▸ WHAT YOU ARE ASKED TO DO: Repeat the records below exactly, line for line.

▸ RECORDS SHOWN:
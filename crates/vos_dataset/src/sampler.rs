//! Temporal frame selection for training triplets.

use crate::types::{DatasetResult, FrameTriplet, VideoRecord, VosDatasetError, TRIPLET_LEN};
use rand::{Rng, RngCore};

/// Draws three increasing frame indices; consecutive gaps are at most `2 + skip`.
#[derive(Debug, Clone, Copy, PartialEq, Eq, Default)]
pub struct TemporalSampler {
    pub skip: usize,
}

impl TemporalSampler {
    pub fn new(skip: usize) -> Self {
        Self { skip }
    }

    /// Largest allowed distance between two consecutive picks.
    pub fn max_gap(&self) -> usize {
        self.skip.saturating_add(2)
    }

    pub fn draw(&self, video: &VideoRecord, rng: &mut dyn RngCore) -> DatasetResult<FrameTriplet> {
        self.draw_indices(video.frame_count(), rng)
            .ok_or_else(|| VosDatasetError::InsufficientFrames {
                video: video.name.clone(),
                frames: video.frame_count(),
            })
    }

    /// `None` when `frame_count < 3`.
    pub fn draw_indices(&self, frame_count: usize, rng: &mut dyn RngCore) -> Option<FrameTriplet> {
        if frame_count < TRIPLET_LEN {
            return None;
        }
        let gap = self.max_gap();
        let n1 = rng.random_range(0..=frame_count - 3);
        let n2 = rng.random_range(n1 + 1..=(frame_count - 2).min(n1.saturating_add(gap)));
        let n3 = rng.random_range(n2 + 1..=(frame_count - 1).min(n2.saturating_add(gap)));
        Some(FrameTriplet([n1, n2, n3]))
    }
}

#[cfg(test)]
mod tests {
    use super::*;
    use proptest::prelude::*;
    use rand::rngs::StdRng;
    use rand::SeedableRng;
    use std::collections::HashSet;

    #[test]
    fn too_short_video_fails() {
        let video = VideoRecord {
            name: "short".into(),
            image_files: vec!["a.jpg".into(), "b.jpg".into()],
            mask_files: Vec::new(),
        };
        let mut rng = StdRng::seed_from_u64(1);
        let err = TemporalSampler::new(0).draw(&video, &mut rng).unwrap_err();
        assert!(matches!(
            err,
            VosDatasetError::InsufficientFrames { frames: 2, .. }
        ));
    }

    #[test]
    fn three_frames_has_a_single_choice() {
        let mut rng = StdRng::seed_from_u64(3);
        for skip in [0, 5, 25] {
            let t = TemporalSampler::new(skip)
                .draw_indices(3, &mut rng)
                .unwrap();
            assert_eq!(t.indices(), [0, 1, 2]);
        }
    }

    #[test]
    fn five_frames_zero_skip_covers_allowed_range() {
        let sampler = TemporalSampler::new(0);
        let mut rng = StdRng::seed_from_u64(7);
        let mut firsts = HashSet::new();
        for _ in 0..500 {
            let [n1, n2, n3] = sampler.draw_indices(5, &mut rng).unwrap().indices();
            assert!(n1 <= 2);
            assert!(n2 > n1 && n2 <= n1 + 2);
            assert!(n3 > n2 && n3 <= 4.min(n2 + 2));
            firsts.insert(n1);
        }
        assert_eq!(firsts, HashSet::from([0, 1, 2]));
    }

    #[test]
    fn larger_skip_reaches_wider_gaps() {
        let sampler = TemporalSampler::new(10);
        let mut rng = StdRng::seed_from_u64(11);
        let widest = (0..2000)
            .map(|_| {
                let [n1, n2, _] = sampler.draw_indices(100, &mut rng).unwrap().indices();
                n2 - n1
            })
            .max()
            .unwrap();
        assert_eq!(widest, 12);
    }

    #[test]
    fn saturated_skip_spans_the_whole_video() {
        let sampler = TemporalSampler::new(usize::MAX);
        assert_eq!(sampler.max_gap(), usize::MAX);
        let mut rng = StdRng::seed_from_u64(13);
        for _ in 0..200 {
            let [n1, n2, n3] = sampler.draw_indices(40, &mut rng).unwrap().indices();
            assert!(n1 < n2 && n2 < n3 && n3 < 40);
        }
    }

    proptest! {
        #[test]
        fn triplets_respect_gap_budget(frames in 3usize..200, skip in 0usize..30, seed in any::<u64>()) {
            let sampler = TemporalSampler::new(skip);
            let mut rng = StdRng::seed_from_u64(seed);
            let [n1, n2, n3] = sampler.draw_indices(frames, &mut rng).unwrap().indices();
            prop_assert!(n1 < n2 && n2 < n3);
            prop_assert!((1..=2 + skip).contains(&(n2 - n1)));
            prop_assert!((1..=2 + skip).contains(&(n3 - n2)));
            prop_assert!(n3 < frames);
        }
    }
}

▸ EXPECTED ANSWER:
filename crates/vos_dataset/src/sampler.rs
//! Temporal frame selection for training triplets.

use crate::types::{DatasetResult, FrameTriplet, VideoRecord, VosDatasetError, TRIPLET_LEN};
use rand::{Rng, RngCore};

/// Draws three increasing frame indices; consecutive gaps are at most `2 + skip`.
#[derive(Debug, Clone, Copy, PartialEq, Eq, Default)]
pub struct TemporalSampler {
    pub skip: usize,
}

impl TemporalSampler {
    pub fn new(skip: usize) -> Self {
        Self { skip }
    }

    /// Largest allowed distance between two consecutive picks.
    pub fn max_gap(&self) -> usize {
        self.skip.saturating_add(2)
    }

    pub fn draw(&self, video: &VideoRecord, rng: &mut dyn RngCore) -> DatasetResult<FrameTriplet> {
        self.draw_indices(video.frame_count(), rng)
            .ok_or_else(|| VosDatasetError::InsufficientFrames {
                video: video.name.clone(),
                frames: video.frame_count(),
            })
    }

    /// `None` when `frame_count < 3`.
    pub fn draw_indices(&self, frame_count: usize, rng: &mut dyn RngCore) -> Option<FrameTriplet> {
        if frame_count < TRIPLET_LEN {
            return None;
        }
        let gap = self.max_gap();
        let n1 = rng.random_range(0..=frame_count - 3);
        let n2 = rng.random_range(n1 + 1..=(frame_count - 2).min(n1.saturating_add(gap)));
        let n3 = rng.random_range(n2 + 1..=(frame_count - 1).min(n2.saturating_add(gap)));
        Some(FrameTriplet([n1, n2, n3]))
    }
}

#[cfg(test)]
mod tests {
    use super::*;
    use proptest::prelude::*;
    use rand::rngs::StdRng;
    use rand::SeedableRng;
    use std::collections::HashSet;

    #[test]
    fn too_short_video_fails() {
        let video = VideoRecord {
            name: "short".into(),
            image_files: vec!["a.jpg".into(), "b.jpg".into()],
            mask_files: Vec::new(),
        };
        let mut rng = StdRng::seed_from_u64(1);
        let err = TemporalSampler::new(0).draw(&video, &mut rng).unwrap_err();
        assert!(matches!(
            err,
            VosDatasetError::InsufficientFrames { frames: 2, .. }
        ));
    }

    #[test]
    fn three_frames_has_a_single_choice() {
        let mut rng = StdRng::seed_from_u64(3);
        for skip in [0, 5, 25] {
            let t = TemporalSampler::new(skip)
                .draw_indices(3, &mut rng)
                .unwrap();
            assert_eq!(t.indices(), [0, 1, 2]);
        }
    }

    #[test]
    fn five_frames_zero_skip_covers_allowed_range() {
        let sampler = TemporalSampler::new(0);
        let mut rng = StdRng::seed_from_u64(7);
        let mut firsts = HashSet::new();
        for _ in 0..500 {
            let [n1, n2, n3] = sampler.draw_indices(5, &mut rng).unwrap().indices();
            assert!(n1 <= 2);
            assert!(n2 > n1 && n2 <= n1 + 2);
            assert!(n3 > n2 && n3 <= 4.min(n2 + 2));
            firsts.insert(n1);
        }
        assert_eq!(firsts, HashSet::from([0, 1, 2]));
    }

    #[test]
    fn larger_skip_reaches_wider_gaps() {
        let sampler = TemporalSampler::new(10);
        let mut rng = StdRng::seed_from_u64(11);
        let widest = (0..2000)
            .map(|_| {
                let [n1, n2, _] = sampler.draw_indices(100, &mut rng).unwrap().indices();
                n2 - n1
            })
            .max()
            .unwrap();
        assert_eq!(widest, 12);
    }

    #[test]
    fn saturated_skip_spans_the_whole_video() {
        let sampler = TemporalSampler::new(usize::MAX);
        assert_eq!(sampler.max_gap(), usize::MAX);
        let mut rng = StdRng::seed_from_u64(13);
        for _ in 0..200 {
            let [n1, n2, n3] = sampler.draw_indices(40, &mut rng).unwrap().indices();
            assert!(n1 < n2 && n2 < n3 && n3 < 40);
        }
    }

    proptest! {
        #[test]
        fn triplets_respect_gap_budget(frames in 3usize..200, skip in 0usize..30, seed in any::<u64>()) {
            let sampler = TemporalSampler::new(skip);
            let mut rng = StdRng::seed_from_u64(seed);
            let [n1, n2, n3] = sampler.draw_indices(frames, &mut rng).unwrap().indices();
            prop_assert!(n1 < n2 && n2 < n3);
            prop_assert!((1..=2 + skip).contains(&(n2 - n1)));
            prop_assert!((1..=2 + skip).contains(&(n3 - n2)));
            prop_assert!(n3 < frames);
        }
    }
}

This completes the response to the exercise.